- **INSTRUCTIONS TO FOLLOW**
For each line of the listing below that contains the string "push", copy the line.

#### MATERIAL PROVIDED

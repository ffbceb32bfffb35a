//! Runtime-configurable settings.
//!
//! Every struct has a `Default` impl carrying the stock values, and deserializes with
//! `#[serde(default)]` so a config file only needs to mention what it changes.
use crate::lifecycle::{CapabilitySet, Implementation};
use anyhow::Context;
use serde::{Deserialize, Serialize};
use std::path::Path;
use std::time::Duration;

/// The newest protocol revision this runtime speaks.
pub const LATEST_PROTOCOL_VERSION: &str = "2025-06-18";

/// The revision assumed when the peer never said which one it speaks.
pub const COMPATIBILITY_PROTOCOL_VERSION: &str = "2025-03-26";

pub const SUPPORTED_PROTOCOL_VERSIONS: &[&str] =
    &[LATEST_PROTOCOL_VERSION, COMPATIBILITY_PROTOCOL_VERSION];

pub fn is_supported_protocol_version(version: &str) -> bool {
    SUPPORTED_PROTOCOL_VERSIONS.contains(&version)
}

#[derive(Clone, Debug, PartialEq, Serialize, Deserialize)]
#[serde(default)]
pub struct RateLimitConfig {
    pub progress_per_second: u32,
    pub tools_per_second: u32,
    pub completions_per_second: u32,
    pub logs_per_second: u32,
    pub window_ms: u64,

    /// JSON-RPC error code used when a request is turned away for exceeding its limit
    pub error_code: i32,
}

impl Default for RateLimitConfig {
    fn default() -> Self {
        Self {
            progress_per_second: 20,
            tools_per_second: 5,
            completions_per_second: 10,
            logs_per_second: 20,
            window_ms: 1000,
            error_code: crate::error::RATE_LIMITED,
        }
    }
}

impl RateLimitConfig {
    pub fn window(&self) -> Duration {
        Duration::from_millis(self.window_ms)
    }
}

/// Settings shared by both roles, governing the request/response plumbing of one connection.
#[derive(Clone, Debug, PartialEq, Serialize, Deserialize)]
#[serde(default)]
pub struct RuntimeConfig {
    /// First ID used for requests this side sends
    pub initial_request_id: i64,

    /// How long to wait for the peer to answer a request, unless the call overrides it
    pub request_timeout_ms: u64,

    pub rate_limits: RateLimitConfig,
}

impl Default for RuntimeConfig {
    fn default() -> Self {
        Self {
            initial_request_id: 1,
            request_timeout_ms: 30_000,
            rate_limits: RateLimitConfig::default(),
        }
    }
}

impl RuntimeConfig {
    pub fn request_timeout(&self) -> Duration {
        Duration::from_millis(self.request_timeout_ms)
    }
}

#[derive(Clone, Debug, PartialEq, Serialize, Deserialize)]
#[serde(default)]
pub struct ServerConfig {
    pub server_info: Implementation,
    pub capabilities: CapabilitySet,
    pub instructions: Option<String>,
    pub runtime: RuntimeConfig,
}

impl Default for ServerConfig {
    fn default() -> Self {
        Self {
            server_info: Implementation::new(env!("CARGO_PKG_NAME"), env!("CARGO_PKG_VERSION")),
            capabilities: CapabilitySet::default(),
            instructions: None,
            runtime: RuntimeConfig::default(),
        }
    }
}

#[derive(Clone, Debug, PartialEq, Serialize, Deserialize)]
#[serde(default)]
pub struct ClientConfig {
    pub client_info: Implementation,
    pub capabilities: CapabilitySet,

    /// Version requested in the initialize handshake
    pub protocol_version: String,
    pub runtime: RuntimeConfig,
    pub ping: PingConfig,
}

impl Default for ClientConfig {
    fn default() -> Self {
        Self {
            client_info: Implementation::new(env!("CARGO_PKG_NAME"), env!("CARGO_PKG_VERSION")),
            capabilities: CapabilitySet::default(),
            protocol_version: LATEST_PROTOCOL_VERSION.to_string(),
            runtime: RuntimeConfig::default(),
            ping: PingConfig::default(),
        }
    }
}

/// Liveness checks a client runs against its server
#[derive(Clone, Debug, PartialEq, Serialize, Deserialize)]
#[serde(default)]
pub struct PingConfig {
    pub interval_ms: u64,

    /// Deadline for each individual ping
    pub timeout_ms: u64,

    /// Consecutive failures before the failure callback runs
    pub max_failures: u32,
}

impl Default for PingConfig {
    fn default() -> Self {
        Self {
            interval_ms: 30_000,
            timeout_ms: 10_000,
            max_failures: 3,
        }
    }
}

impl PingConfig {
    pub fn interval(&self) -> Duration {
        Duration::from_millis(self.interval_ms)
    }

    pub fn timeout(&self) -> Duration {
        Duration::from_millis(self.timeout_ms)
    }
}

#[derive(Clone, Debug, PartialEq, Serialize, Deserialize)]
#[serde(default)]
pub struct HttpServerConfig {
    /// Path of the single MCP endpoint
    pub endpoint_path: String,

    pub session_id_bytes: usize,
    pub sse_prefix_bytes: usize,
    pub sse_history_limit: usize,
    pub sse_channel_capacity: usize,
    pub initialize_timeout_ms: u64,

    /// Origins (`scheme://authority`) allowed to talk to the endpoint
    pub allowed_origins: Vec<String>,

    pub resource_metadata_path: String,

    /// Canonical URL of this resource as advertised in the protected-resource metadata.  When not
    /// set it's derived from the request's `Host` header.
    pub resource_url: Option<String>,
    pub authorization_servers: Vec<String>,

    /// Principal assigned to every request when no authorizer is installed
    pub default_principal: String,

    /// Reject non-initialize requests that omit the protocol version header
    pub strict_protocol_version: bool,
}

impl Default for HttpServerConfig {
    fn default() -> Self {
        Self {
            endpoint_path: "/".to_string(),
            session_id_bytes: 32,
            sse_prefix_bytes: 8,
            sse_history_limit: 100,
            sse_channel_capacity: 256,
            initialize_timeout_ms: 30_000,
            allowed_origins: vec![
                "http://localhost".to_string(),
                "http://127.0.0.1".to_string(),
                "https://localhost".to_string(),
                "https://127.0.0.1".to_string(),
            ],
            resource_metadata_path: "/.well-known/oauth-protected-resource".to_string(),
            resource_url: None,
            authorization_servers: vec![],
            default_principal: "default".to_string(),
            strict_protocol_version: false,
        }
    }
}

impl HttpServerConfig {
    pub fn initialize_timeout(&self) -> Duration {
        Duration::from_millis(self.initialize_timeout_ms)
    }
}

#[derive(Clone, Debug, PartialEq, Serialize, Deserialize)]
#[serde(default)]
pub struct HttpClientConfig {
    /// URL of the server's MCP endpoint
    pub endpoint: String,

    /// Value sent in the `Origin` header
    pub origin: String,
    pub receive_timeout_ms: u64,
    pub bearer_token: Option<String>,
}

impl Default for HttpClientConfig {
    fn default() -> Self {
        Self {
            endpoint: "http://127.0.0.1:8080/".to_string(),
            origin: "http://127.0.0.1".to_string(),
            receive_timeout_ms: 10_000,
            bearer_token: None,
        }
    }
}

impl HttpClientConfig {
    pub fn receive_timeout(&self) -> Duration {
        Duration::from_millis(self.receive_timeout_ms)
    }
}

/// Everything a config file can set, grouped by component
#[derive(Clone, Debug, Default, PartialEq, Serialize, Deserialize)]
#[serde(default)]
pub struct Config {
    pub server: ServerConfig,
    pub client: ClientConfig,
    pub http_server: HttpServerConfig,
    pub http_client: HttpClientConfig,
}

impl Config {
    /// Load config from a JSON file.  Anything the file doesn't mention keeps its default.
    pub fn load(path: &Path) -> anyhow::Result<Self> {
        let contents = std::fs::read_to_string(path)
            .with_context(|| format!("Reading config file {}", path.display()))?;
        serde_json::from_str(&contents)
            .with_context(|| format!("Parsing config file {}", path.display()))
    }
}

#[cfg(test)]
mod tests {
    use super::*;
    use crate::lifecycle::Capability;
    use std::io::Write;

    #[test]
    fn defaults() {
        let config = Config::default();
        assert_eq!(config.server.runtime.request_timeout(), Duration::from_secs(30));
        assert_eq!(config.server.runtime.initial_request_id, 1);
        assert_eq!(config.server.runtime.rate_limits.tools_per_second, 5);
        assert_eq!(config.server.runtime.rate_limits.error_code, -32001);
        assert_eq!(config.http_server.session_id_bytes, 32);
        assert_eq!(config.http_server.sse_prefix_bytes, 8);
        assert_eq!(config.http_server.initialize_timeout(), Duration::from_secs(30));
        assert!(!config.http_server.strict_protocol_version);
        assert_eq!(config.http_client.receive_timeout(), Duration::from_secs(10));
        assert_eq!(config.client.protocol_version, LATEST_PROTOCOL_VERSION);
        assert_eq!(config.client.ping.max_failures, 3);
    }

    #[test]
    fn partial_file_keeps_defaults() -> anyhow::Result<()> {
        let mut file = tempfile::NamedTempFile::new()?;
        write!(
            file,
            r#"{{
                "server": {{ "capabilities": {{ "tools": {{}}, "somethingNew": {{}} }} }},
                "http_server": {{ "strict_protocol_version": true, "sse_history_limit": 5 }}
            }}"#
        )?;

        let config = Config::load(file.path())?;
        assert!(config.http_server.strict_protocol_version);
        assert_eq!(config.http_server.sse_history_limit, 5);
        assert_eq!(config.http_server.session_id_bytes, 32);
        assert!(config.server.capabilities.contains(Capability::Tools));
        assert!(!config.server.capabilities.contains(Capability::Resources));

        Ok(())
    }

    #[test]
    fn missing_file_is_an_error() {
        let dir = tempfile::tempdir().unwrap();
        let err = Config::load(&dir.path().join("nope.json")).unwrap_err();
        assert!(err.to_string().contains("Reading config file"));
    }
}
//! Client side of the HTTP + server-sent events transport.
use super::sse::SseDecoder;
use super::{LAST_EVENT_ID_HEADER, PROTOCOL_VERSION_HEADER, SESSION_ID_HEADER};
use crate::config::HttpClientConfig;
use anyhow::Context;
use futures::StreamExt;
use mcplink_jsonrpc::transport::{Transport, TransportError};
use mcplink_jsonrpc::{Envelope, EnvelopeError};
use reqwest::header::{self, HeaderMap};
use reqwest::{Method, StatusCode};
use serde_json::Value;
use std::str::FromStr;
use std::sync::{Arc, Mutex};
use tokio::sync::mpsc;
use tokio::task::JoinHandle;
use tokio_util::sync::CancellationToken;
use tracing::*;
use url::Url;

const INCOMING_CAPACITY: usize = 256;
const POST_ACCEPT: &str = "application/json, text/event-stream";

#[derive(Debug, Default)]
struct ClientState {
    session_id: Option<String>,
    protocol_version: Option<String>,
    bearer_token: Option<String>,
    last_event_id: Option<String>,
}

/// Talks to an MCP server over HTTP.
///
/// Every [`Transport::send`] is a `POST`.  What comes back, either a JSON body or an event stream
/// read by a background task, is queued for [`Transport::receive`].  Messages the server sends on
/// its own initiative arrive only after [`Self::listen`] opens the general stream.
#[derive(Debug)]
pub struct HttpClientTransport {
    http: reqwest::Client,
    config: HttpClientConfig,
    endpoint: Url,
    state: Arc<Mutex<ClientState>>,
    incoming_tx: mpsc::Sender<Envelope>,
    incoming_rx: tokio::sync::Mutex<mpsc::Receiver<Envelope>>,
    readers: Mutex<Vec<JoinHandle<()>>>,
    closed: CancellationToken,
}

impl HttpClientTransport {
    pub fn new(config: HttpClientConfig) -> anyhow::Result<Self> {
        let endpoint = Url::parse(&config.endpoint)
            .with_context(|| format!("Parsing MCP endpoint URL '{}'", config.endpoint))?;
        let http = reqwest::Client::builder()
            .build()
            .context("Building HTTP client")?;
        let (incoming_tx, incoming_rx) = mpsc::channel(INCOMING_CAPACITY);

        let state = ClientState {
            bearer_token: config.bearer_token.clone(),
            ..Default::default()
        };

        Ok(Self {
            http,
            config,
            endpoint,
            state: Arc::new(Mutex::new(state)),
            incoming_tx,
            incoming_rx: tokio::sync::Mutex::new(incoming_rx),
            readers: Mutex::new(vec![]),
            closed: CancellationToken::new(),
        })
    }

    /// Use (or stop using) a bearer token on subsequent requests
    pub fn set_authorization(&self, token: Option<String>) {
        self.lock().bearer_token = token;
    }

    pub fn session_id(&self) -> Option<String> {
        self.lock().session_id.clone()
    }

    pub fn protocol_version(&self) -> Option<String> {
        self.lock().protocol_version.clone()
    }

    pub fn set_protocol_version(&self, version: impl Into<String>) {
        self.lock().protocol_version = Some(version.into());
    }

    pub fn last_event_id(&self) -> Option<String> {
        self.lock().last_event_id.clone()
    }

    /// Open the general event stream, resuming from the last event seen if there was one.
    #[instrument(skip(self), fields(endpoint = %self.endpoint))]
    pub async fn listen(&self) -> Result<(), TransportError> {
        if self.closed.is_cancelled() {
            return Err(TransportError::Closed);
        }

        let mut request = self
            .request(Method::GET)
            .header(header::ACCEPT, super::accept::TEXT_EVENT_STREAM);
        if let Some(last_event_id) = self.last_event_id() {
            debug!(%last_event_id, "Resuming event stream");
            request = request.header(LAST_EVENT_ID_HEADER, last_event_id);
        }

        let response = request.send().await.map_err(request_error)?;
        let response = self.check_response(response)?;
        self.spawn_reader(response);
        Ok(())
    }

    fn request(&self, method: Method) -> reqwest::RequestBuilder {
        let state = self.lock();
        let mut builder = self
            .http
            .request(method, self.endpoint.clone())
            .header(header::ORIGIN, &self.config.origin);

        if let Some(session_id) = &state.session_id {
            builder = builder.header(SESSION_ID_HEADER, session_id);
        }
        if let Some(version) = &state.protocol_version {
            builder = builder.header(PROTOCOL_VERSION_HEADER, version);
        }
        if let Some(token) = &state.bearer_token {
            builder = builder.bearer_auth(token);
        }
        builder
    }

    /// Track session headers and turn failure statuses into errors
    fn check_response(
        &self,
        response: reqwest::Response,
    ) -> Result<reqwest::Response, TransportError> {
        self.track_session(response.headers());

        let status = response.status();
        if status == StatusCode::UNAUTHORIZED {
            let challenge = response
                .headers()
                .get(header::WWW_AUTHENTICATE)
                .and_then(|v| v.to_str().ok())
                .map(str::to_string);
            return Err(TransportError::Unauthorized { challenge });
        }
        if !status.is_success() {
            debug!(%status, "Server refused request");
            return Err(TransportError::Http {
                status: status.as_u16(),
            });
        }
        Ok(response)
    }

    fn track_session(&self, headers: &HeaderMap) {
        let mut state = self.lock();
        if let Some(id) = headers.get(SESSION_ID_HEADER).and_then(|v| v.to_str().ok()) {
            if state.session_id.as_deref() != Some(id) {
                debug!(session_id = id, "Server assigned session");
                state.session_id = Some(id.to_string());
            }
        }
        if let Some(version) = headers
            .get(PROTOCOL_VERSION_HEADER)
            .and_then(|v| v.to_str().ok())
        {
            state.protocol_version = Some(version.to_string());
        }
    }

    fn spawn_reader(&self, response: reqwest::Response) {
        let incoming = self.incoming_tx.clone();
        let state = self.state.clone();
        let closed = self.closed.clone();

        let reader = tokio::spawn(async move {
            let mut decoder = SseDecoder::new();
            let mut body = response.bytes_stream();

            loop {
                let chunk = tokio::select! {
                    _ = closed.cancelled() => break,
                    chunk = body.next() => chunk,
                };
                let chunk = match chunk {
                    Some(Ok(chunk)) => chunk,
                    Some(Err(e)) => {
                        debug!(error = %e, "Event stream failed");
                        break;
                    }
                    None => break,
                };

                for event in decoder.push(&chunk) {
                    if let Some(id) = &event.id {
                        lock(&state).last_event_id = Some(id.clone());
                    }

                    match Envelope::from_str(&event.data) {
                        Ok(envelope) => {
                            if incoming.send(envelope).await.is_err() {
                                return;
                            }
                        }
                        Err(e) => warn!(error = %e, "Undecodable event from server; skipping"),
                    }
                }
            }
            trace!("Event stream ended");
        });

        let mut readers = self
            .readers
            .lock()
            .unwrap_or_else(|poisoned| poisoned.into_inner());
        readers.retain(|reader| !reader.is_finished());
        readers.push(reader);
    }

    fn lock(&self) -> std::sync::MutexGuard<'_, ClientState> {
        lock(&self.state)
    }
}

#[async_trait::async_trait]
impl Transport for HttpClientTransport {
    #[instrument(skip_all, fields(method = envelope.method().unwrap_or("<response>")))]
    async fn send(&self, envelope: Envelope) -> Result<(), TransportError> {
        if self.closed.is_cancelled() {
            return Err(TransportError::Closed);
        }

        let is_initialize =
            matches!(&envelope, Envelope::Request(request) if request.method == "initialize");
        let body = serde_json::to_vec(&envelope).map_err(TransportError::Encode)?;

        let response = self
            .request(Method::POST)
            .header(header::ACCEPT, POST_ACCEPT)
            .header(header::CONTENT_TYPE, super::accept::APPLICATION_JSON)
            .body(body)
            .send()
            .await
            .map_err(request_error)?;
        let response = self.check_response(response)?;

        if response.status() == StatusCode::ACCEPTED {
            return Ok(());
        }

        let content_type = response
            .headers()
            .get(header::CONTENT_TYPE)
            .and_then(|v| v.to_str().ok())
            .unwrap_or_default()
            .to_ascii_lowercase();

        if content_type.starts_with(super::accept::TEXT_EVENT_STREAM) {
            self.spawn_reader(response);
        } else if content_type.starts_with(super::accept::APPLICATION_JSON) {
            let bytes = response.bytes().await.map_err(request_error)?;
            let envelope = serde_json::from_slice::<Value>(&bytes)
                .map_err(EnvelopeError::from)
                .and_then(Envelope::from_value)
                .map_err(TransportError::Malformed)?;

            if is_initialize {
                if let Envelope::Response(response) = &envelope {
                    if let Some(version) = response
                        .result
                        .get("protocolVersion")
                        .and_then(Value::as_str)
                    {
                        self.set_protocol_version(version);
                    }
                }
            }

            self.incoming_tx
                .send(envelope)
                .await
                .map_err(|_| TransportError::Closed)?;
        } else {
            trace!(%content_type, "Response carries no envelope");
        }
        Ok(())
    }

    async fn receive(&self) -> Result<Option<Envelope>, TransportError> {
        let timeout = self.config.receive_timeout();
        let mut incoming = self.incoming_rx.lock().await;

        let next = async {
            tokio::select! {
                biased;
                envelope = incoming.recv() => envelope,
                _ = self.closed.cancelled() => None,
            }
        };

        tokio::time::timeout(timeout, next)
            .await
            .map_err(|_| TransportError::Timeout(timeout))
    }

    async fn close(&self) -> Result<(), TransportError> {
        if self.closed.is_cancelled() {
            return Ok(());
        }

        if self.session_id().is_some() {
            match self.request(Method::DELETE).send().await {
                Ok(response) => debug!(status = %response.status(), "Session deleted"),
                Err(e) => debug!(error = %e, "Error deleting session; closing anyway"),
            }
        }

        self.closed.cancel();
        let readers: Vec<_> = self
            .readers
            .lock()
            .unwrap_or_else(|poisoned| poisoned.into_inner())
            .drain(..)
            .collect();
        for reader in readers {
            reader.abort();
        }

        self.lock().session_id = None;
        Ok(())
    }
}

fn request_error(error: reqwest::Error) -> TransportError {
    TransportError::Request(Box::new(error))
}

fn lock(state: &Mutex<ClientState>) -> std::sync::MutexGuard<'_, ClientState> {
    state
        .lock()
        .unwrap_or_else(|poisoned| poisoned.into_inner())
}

########

- **THE ANSWER**
                for event in decoder.push(&chunk) {
        readers.push(reader);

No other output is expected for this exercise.